Discussion in 'MacBytes.com News Discussion' started by hagjohn, Oct 2, 2006.

  1. macrumors 6502

    Joined:
    Aug 27, 2006
    Location:
    Pennsylvania
    #1
    Exploit released for Mac OS X flaw
    By Joris Evers
    Staff Writer, CNET News.com
    Published: October 2, 2006, 6:25 PM PDT

    Computer code that exploits a flaw in Apple Computer's Mac OS X was released over the weekend.

    The code takes advantage of a weakness in core parts of Mac OS X and could let a user gain additional privileges. Apple provided a fix for the error-handling mechanism of the kernel last week, but the exploit appears to have been authored before then.

    "It appears to have been written well before the vulnerability was fixed," said Dino Dai Zovi, a researcher with Matasano Security who was credited by Apple with discovering the flaw when the patch was released. "It appears to be a zero-day exploit and may have been distributed before the patch was released."
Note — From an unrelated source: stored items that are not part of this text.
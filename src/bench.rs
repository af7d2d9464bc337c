//! Benchmarks the cached chooser against a linear scan for repeated picks
use clap::Parser;
use rand::rngs::StdRng;
use rand::{Rng, SeedableRng};
use std::process;
use std::time::Instant;
use weightedrand::{linear, Choice, Chooser, Error};

#[derive(Debug, Parser)]
#[command(author, version, about, long_about = None)]
struct Args {
    #[command(flatten)]
    verbose: clap_verbosity_flag::Verbosity,
    /// Number of weighted choices to pick from
    #[arg(short, long, default_value_t = 1000)]
    choices: usize,
    /// Picks per episode
    #[arg(short, long, default_value_t = 100000)]
    picks: usize,
    #[arg(short, long, default_value_t = 10)]
    episodes: usize,
    #[arg(short, long, default_value_t = 0)]
    seed: u64,
    /// Largest weight given to a generated choice
    #[arg(short, long, default_value_t = 1000)]
    max_weight: u64,
}

fn run_chooser(weights: &[u64], picks: usize, rng: &mut StdRng) -> Result<f64, Error> {
    let start = Instant::now();
    let chooser = Chooser::new(
        weights
            .iter()
            .enumerate()
            .map(|(i, weight)| Choice::new(i, *weight)),
    )?;
    for _ in 0..picks {
        chooser.pick_with(rng)?;
    }
    Ok(start.elapsed().as_secs_f64())
}

fn run_linear(weights: &[u64], picks: usize, rng: &mut StdRng) -> Result<f64, Error> {
    let start = Instant::now();
    for _ in 0..picks {
        let items: Vec<(usize, u64)> = weights.iter().copied().enumerate().collect();
        linear::weighted_random(items, rng)?;
    }
    Ok(start.elapsed().as_secs_f64())
}

fn report(label: &str, picks: usize, elapsed: f64) {
    println!(
        "{}: {} picks in {:.4} seconds ({:.2} picks per second)",
        label,
        picks,
        elapsed,
        picks as f64 / elapsed
    );
}

fn main() {
    let args = Args::parse();
    println!(
        "===\nChoices: {}, Picks: {}, Episodes: {}, Seed: {}",
        args.choices, args.picks, args.episodes, args.seed
    );
    println!("---");
    env_logger::Builder::new()
        .filter_level(args.verbose.log_level_filter())
        .init();

    let mut rng = StdRng::seed_from_u64(args.seed);
    let weights: Vec<u64> = (0..args.choices)
        .map(|_| rng.gen_range(0..=args.max_weight))
        .collect();

    let mut chooser_durations = Vec::with_capacity(args.episodes);
    let mut linear_durations = Vec::with_capacity(args.episodes);
    for episode in 0..args.episodes {
        log::info!("Starting episode {}", episode);
        let result = run_chooser(&weights, args.picks, &mut rng).and_then(|chooser_elapsed| {
            run_linear(&weights, args.picks, &mut rng)
                .map(|linear_elapsed| (chooser_elapsed, linear_elapsed))
        });
        match result {
            Ok((chooser_elapsed, linear_elapsed)) => {
                report("chooser", args.picks, chooser_elapsed);
                report("linear ", args.picks, linear_elapsed);
                chooser_durations.push(chooser_elapsed);
                linear_durations.push(linear_elapsed);
            }
            Err(err) => {
                eprintln!("Benchmark failed: {}", err);
                process::exit(1);
            }
        }
    }

    println!("---");
    for (label, durations) in [("chooser", &chooser_durations), ("linear ", &linear_durations)] {
        let total: f64 = durations.iter().sum();
        println!(
            "{}: average duration {:.4} seconds, {:.2} picks per second",
            label,
            total / durations.len().max(1) as f64,
            (durations.len() * args.picks) as f64 / total
        );
    }
}
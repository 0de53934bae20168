use stockcard_api::types::ChartResponse;

fn load_fixture(name: &str) -> String {
    std::fs::read_to_string(format!("tests/fixtures/{}", name)).unwrap()
}

#[test]
fn deserialize_chart_full() {
    let json = load_fixture("chart_msft.json");
    let resp: ChartResponse = serde_json::from_str(&json).unwrap();
    assert!(resp.chart.error.is_none());

    let result = resp.first_result().unwrap();
    let meta = result.meta.as_ref().unwrap();
    assert_eq!(meta.symbol.as_deref(), Some("MSFT"));
    assert_eq!(meta.currency.as_deref(), Some("USD"));
    assert_eq!(meta.exchange_name.as_deref(), Some("NMS"));
    assert_eq!(meta.regular_market_price, Some(442.57));
    assert_eq!(meta.chart_previous_close, Some(441.58));
    assert_eq!(meta.regular_market_time, Some(1718395201));

    let regular = meta
        .current_trading_period
        .as_ref()
        .and_then(|p| p.regular.as_ref())
        .unwrap();
    assert_eq!(regular.start, Some(1718371800));
    assert_eq!(regular.timezone.as_deref(), Some("EDT"));

    let quote = &result.indicators.as_ref().unwrap().quote[0];
    assert_eq!(quote.high.len(), 4);
    assert_eq!(quote.high[2], None);
    assert_eq!(quote.low[0], Some(436.72));
    assert_eq!(quote.volume[0], Some(812003));
}

#[test]
fn deserialize_chart_error() {
    let json = load_fixture("chart_not_found.json");
    let resp: ChartResponse = serde_json::from_str(&json).unwrap();
    assert!(resp.first_result().is_none());
    let error = resp.chart.error.unwrap();
    assert_eq!(error.code, "Not Found");
    assert!(error.description.contains("delisted"));
}

#[test]
fn deserialize_chart_minimal() {
    let json = load_fixture("chart_minimal.json");
    let resp: ChartResponse = serde_json::from_str(&json).unwrap();
    let meta = resp.first_result().unwrap().meta.as_ref().unwrap();
    assert_eq!(meta.chart_previous_close, Some(0.0));
    assert!(meta.currency.is_none());
    assert!(resp.first_result().unwrap().timestamp.is_none());
}

#[test]
fn deserialize_chart_missing_fields_is_not_a_serde_error() {
    let json = r#"{"chart": {"result": [{"meta": {}, "indicators": {"quote": []}}]}}"#;
    let resp: ChartResponse = serde_json::from_str(json).unwrap();
    let result = resp.first_result().unwrap();
    assert!(result.meta.as_ref().unwrap().regular_market_price.is_none());
    assert!(result.indicators.as_ref().unwrap().quote.is_empty());
}
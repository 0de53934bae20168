//! Error types for the library layer.

use std::fmt;

/// Errors produced while fetching, mapping and rendering a quote.
///
/// Transport failures come through `Api`; everything the endpoint returned
/// that cannot be turned into a quote is `Upstream` or `MalformedQuoteData`.
#[derive(Debug)]
pub enum StockCardError {
    /// Network, HTTP status or body decoding failure from the chart client.
    Api(stockcard_api::Error),
    /// The endpoint answered with an explicit `chart.error` object.
    Upstream { code: String, description: String },
    /// The response parsed as JSON but a field the mapper needs is missing or unusable.
    MalformedQuoteData(String),
    /// User-provided input failed validation.
    InvalidInput(String),
    /// JSON serialization or deserialization failed.
    Serialization(serde_json::Error),
}

impl fmt::Display for StockCardError {
    fn fmt(&self, f: &mut fmt::Formatter<'_>) -> fmt::Result {
        match self {
            Self::Api(e) => write!(f, "API error: {}", e),
            Self::Upstream { code, description } => {
                write!(f, "Upstream error: {} ({})", code, description)
            }
            Self::MalformedQuoteData(msg) => write!(f, "Malformed quote data: {}", msg),
            Self::InvalidInput(msg) => write!(f, "Invalid input: {}", msg),
            Self::Serialization(e) => write!(f, "Serialization error: {}", e),
        }
    }
}

impl std::error::Error for StockCardError {
    fn source(&self) -> Option<&(dyn std::error::Error + 'static)> {
        match self {
            Self::Api(e) => Some(e),
            Self::Serialization(e) => Some(e),
            _ => None,
        }
    }
}

impl From<stockcard_api::Error> for StockCardError {
    fn from(e: stockcard_api::Error) -> Self {
        match e {
            stockcard_api::Error::Decode { body } => {
                Self::MalformedQuoteData(format!("response is not a chart document: {}", body))
            }
            e => Self::Api(e),
        }
    }
}

impl From<serde_json::Error> for StockCardError {
    fn from(e: serde_json::Error) -> Self {
        Self::Serialization(e)
    }
}

impl StockCardError {
    /// Short text for the fallback card shown in the widget.
    pub fn user_message(&self) -> String {
        match self {
            Self::Api(stockcard_api::Error::NotFound { symbol }) => {
                format!("No quote found for {}", symbol)
            }
            Self::Api(_) => "Quote service unavailable".to_string(),
            Self::Upstream { description, .. } if !description.is_empty() => description.clone(),
            Self::Upstream { code, .. } => code.clone(),
            Self::MalformedQuoteData(_) => "Quote data unavailable".to_string(),
            Self::InvalidInput(msg) => msg.clone(),
            Self::Serialization(_) => "Quote could not be rendered".to_string(),
        }
    }
}

#[cfg(test)]
mod tests {
    use super::*;

    #[test]
    fn display_includes_detail() {
        let err = StockCardError::MalformedQuoteData("meta.regularMarketPrice".to_string());
        assert!(err.to_string().contains("Malformed quote data"));
        assert!(err.to_string().contains("regularMarketPrice"));

        let err = StockCardError::Upstream {
            code: "Not Found".to_string(),
            description: "No data found".to_string(),
        };
        assert_eq!(err.to_string(), "Upstream error: Not Found (No data found)");
    }

    #[test]
    fn api_error_has_source() {
        use std::error::Error;
        let err = StockCardError::from(stockcard_api::Error::RequestFailed);
        assert!(err.source().is_some());
        let err = StockCardError::InvalidInput("x".to_string());
        assert!(err.source().is_none());
    }

    #[test]
    fn user_message_for_not_found() {
        let err = StockCardError::from(stockcard_api::Error::NotFound {
            symbol: "NOPE".to_string(),
        });
        assert_eq!(err.user_message(), "No quote found for NOPE");
    }

    #[test]
    fn decode_error_is_malformed_data() {
        let err = StockCardError::from(stockcard_api::Error::Decode {
            body: "{\"quoteResponse\":{}}".to_string(),
        });
        assert!(matches!(err, StockCardError::MalformedQuoteData(_)));
        assert_eq!(err.user_message(), "Quote data unavailable");
    }

    #[test]
    fn transport_error_stays_api() {
        let err = StockCardError::from(stockcard_api::Error::RequestFailed);
        assert!(matches!(err, StockCardError::Api(_)));
        assert_eq!(err.user_message(), "Quote service unavailable");
    }

    #[test]
    fn user_message_prefers_upstream_description() {
        let err = StockCardError::Upstream {
            code: "Bad Request".to_string(),
            description: String::new(),
        };
        assert_eq!(err.user_message(), "Bad Request");
    }
}
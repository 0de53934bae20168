//! CLI subcommand implementations.

pub mod details;
pub mod quote;
pub mod watch;

use anyhow::{anyhow, Result};
use clap::Args;
use stockcard_lib::{AppConfig, ChartInterval, ChartRange};

/// Fetch settings shared by every subcommand. Flags override the config
/// file and environment.
#[derive(Args)]
pub struct FetchArgs {
    /// Chart interval (1m, 5m, 15m, 1h, 1d, 1wk, 1mo, ...)
    #[arg(long)]
    pub interval: Option<String>,

    /// Chart range (1d, 5d, 1mo, 3mo, 6mo, 1y, ytd, max, ...)
    #[arg(long)]
    pub range: Option<String>,

    /// Override the chart endpoint base URL
    #[arg(long)]
    pub base_url: Option<String>,
}

impl FetchArgs {
    pub fn apply(&self, config: &mut AppConfig) -> Result<()> {
        if let Some(interval) = &self.interval {
            config.interval = Some(interval.parse::<ChartInterval>().map_err(|e| anyhow!(e))?);
        }
        if let Some(range) = &self.range {
            config.range = Some(range.parse::<ChartRange>().map_err(|e| anyhow!(e))?);
        }
        if let Some(base_url) = &self.base_url {
            config.base_url = base_url.clone();
        }
        Ok(())
    }
}
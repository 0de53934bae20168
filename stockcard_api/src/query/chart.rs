use std::fmt;
use std::str::FromStr;

use url::Url;

use super::Query;

/// Sampling interval of the chart series (`interval=` parameter).
#[derive(Clone, Copy, Debug, PartialEq, Eq)]
pub enum ChartInterval {
    OneMinute,
    TwoMinutes,
    FiveMinutes,
    FifteenMinutes,
    ThirtyMinutes,
    SixtyMinutes,
    NinetyMinutes,
    OneHour,
    OneDay,
    FiveDays,
    OneWeek,
    OneMonth,
    ThreeMonths,
}

impl fmt::Display for ChartInterval {
    fn fmt(&self, f: &mut fmt::Formatter<'_>) -> fmt::Result {
        let s = match self {
            ChartInterval::OneMinute => "1m",
            ChartInterval::TwoMinutes => "2m",
            ChartInterval::FiveMinutes => "5m",
            ChartInterval::FifteenMinutes => "15m",
            ChartInterval::ThirtyMinutes => "30m",
            ChartInterval::SixtyMinutes => "60m",
            ChartInterval::NinetyMinutes => "90m",
            ChartInterval::OneHour => "1h",
            ChartInterval::OneDay => "1d",
            ChartInterval::FiveDays => "5d",
            ChartInterval::OneWeek => "1wk",
            ChartInterval::OneMonth => "1mo",
            ChartInterval::ThreeMonths => "3mo",
        };
        write!(f, "{}", s)
    }
}

impl FromStr for ChartInterval {
    type Err = String;

    fn from_str(s: &str) -> Result<Self, Self::Err> {
        match s {
            "1m" => Ok(ChartInterval::OneMinute),
            "2m" => Ok(ChartInterval::TwoMinutes),
            "5m" => Ok(ChartInterval::FiveMinutes),
            "15m" => Ok(ChartInterval::FifteenMinutes),
            "30m" => Ok(ChartInterval::ThirtyMinutes),
            "60m" => Ok(ChartInterval::SixtyMinutes),
            "90m" => Ok(ChartInterval::NinetyMinutes),
            "1h" => Ok(ChartInterval::OneHour),
            "1d" => Ok(ChartInterval::OneDay),
            "5d" => Ok(ChartInterval::FiveDays),
            "1wk" => Ok(ChartInterval::OneWeek),
            "1mo" => Ok(ChartInterval::OneMonth),
            "3mo" => Ok(ChartInterval::ThreeMonths),
            _ => Err(format!("unknown chart interval '{}'", s)),
        }
    }
}

/// Time span covered by the chart (`range=` parameter).
#[derive(Clone, Copy, Debug, PartialEq, Eq)]
pub enum ChartRange {
    OneDay,
    FiveDays,
    OneMonth,
    ThreeMonths,
    SixMonths,
    OneYear,
    TwoYears,
    FiveYears,
    TenYears,
    YearToDate,
    Max,
}

impl fmt::Display for ChartRange {
    fn fmt(&self, f: &mut fmt::Formatter<'_>) -> fmt::Result {
        let s = match self {
            ChartRange::OneDay => "1d",
            ChartRange::FiveDays => "5d",
            ChartRange::OneMonth => "1mo",
            ChartRange::ThreeMonths => "3mo",
            ChartRange::SixMonths => "6mo",
            ChartRange::OneYear => "1y",
            ChartRange::TwoYears => "2y",
            ChartRange::FiveYears => "5y",
            ChartRange::TenYears => "10y",
            ChartRange::YearToDate => "ytd",
            ChartRange::Max => "max",
        };
        write!(f, "{}", s)
    }
}

impl FromStr for ChartRange {
    type Err = String;

    fn from_str(s: &str) -> Result<Self, Self::Err> {
        match s {
            "1d" => Ok(ChartRange::OneDay),
            "5d" => Ok(ChartRange::FiveDays),
            "1mo" => Ok(ChartRange::OneMonth),
            "3mo" => Ok(ChartRange::ThreeMonths),
            "6mo" => Ok(ChartRange::SixMonths),
            "1y" => Ok(ChartRange::OneYear),
            "2y" => Ok(ChartRange::TwoYears),
            "5y" => Ok(ChartRange::FiveYears),
            "10y" => Ok(ChartRange::TenYears),
            "ytd" => Ok(ChartRange::YearToDate),
            "max" => Ok(ChartRange::Max),
            _ => Err(format!("unknown chart range '{}'", s)),
        }
    }
}

/// Query for the v8 chart endpoint. With no parameters set the endpoint
/// returns the current trading day at its default interval.
#[derive(Clone, Debug, Default)]
pub struct ChartQuery {
    pub interval: Option<ChartInterval>,
    pub range: Option<ChartRange>,
}

impl ChartQuery {
    pub fn with_interval(mut self, interval: ChartInterval) -> Self {
        self.interval = Some(interval);
        self
    }

    pub fn with_range(mut self, range: ChartRange) -> Self {
        self.range = Some(range);
        self
    }
}

impl Query for ChartQuery {
    fn add_to_url(&self, url: &Url) -> Url {
        let mut url = url.clone();
        if let Some(interval) = self.interval {
            url.query_pairs_mut()
                .append_pair("interval", &interval.to_string());
        };
        if let Some(range) = self.range {
            url.query_pairs_mut().append_pair("range", &range.to_string());
        };
        url
    }
}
    Apple representatives did not immediately return calls for comment.

    Public exploits, while common for Microsoft's Windows, are a rarity for Mac OS X. "More people are looking for vulnerabilities in Mac OS X," Dai Zovi said.

    read rest of article at the link below...

    Source: news.com
     
  2. macrumors G3

    iMeowbot

    Joined:
    Aug 30, 2003
    #2
    That sure was nice of them to hang on to the program until after the patch was released.

    This particular bug required the attacker to already have a non-privileged account on the machine. This isn't something that any old random attacker could exploit. Places like school labs would have been vulnerable, but not your average home machine.
     
  3. macrumors 65816

    beatsme

    Joined:
    Oct 6, 2005
    #3
    it's only a matter of time, really. Someone industrious enough will figure out a way to corrupt OSX by exploiting an existing vulnerability. I'm inclined to think that the only reason it hasn't happened yet is because of the complexity of UNIX, which must seem pretty daunting to your average hacker kid.
     
  4. Moderator emeritus

    Joined:
    Jun 25, 2002
    Location:
    Gone but not forgotten.
    #4
    It's good that they got it fixed. Now, they need to get to the other one in the kernel.

    I wonder if anyone will use the exploit on machines loaded with Jaguar.
     
  5. macrumors 6502

    Joined:
    Apr 29, 2005
    Location:
    Kenora, ON Canada
    #5
    As long as exploits are released after the patch I have no problems with them. :) It'll be a sad day when one gets released before there is a patch, but oh well the world will continue to turn.:p
     
  6. macrumors bot

    Joined:
    Jul 5, 2003
    #6
  7. macrumors 6502a

    scottlinux

    Joined:
    Sep 21, 2005
    #7
    Not a threat.

     
  8. macrumors 68000

    Joined:
    Feb 23, 2006
    #8
    But this was already patched, was it not? I think the CNET article noted that.

    To the above poster. It is a threat. Any sort of priv. escalation is a threat because you can probably get a rogue process that is spawned by a logged in user (Like Oompa Loompa) to start an escalated priv. shell in the background
     
  9. macrumors 68040

    mduser63

    Joined:
    Nov 9, 2004
    Location:
    Salt Lake City, UT
    #9
    It has already been patched, and it's only usable by a user that already has access to the machine.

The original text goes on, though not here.